Denis Howell, a Labour MP for Birmingham who was appointed to that post in the long hot summer of 1976. He was actually dubbed the Minister for Rain because that’s what the country desperately needed after severe drought and within a week of taking office there was heavy rain and widespread flooding. That’s politics for you.
While it might not be beyond the desperate measures of the current government to create a Minister for Sunshine, while blaming the endless rain on immigrants, wokeness, lefty lawyers, unions or the civil service we have got a real problem. Fields are under water which means animals can’t graze so have to be fed with hay which pushes up the cost to farmers. It’s too wet to plant anything which means crops will be late and that in turn pushes prices up which get passed on to us, the consumer.

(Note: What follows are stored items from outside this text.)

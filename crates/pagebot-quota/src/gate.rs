// SPDX-FileCopyrightText: 2026 Pagebot Contributors
// SPDX-License-Identifier: MIT OR Apache-2.0

//! Message quota enforcement.
//!
//! The gate checks a tenant's stored usage counter against the ceiling for
//! its plan before any work is done for an inbound event, and increments the
//! counter once per billable outbound message. It emits a `tracing::warn`
//! when usage crosses 80% of the ceiling and when an event is dropped.

use std::sync::Arc;

use pagebot_config::model::QuotaConfig;
use pagebot_core::types::{Plan, Tenant};
use pagebot_core::{PagebotError, StorageAdapter};
use tracing::{debug, warn};

/// Outcome of a quota check.
#[derive(Debug, Clone, Copy, PartialEq, Eq)]
pub enum Admission {
    Admitted,
    /// The tenant is at or over its ceiling; the event must be dropped.
    Exhausted { used: i64, ceiling: i64 },
}

impl Admission {
    pub fn is_admitted(&self) -> bool {
        matches!(self, Admission::Admitted)
    }
}

/// Enforces per-plan message ceilings.
pub struct QuotaGate {
    config: QuotaConfig,
    storage: Arc<dyn StorageAdapter + Send + Sync>,
}

impl QuotaGate {
    pub fn new(config: QuotaConfig, storage: Arc<dyn StorageAdapter + Send + Sync>) -> Self {
        Self { config, storage }
    }

    /// Ceiling for a plan tier; unknown tiers get the `unknown` ceiling.
    pub fn ceiling(&self, plan: Option<Plan>) -> i64 {
        match plan {
            Some(Plan::Starter) => self.config.starter,
            Some(Plan::Business) => self.config.business,
            Some(Plan::Pro) => self.config.pro,
            None => self.config.unknown,
        }
    }

    /// Check whether `tenant` may be served.
    pub fn admit(&self, tenant: &Tenant) -> Admission {
        let ceiling = self.ceiling(tenant.plan_tier());
        let used = tenant.message_count;
        if used >= ceiling {
            warn!(
                tenant_id = tenant.id.as_str(),
                plan = tenant.plan.as_str(),
                used,
                ceiling,
                "message quota exhausted, dropping event"
            );
            return Admission::Exhausted { used, ceiling };
        }
        Admission::Admitted
    }

    /// Count one billable outbound message against `tenant`.
    ///
    /// Returns the new usage count.
    pub async fn record_outbound(&self, tenant: &Tenant) -> Result<i64, PagebotError> {
        let used = self.storage.increment_usage(&tenant.id).await?;
        let ceiling = self.ceiling(tenant.plan_tier());
        if crossed_soft_limit(used, ceiling) {
            warn!(
                tenant_id = tenant.id.as_str(),
                used,
                ceiling,
                "approaching message quota (80%+)"
            );
        } else {
            debug!(tenant_id = tenant.id.as_str(), used, ceiling, "usage recorded");
        }
        Ok(used)
    }
}

/// True when `used` is the first count at or above 80% of `ceiling`.
fn crossed_soft_limit(used: i64, ceiling: i64) -> bool {
    let at_or_over = |n: i64| n * 5 >= ceiling * 4;
    ceiling > 0 && at_or_over(used) && !at_or_over(used - 1)
}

British farmers are protesting against trade deals that they say are leading to “substandard imports and dishonest labelling”, undercutting them and putting food on supermarket shelves that is produced to standards that would be illegal in the UK. Add to that the chronic labour shortage which has seen many growers simply abandon orchards and soft fruit production. Meanwhile drought in parts of Spain, crop failures across Europe and Africa are having an impact on so many things we take for granted – olive oil, chocolate, wine, fruit and salads. It took Putin’s invasion of Ukraine for most of us to realise how dependent we are on that country for supplies of wheat, fertiliser, sunflower oil and much more. So you might think that food security should be rather higher up any government’s political agenda.
A maxim shared, bizarrely by both Lenin and MI5 is that we’re only three or four meals away from anarchy. Which seems crazy given that the UK throws away around 9.5 million tonnes of food waste in a single year. We have more food choice than ever and yet we have an acute obesity crisis while more than eight million people in the UK are in food poverty.
What’s gone wrong with our relationship with food?
The answer I think is that we no longer have a relationship with food – it’s become a retail experience, anything and everything we want is pretty much available whenever we want it – delivered right to our door so we don’t even have the joy of looking, squeezing, and smelling fresh produce. We’ve lost the ability to be excited about the first asparagus, rhubarb or tomatoes, to savour fresh caught fish or sausages made by the local butcher. And we don’t know how to cook despite the plethora of cookery programmes and books. Don’t even get me started on the thousands of hectares of agricultural land being sold off for development.
Of course supermarkets and Brexit have played a part in this but so too have successive governments where to be an environment or farming minister is either a demotion or the first step on the governmental ladder – in other words, not a serious job for anyone with political ambitions. Food, its production, preparation and availability is absolutely central to all our lives and has an impact on health, the environment and the economy. All of that affected by climate change, conflict and shifting geopolitics. It’s time to take food security seriously and plan for the long term.
We might be three meals away from anarchy but we’re sure as hell at least ten Environment Ministers away from anything near sensible.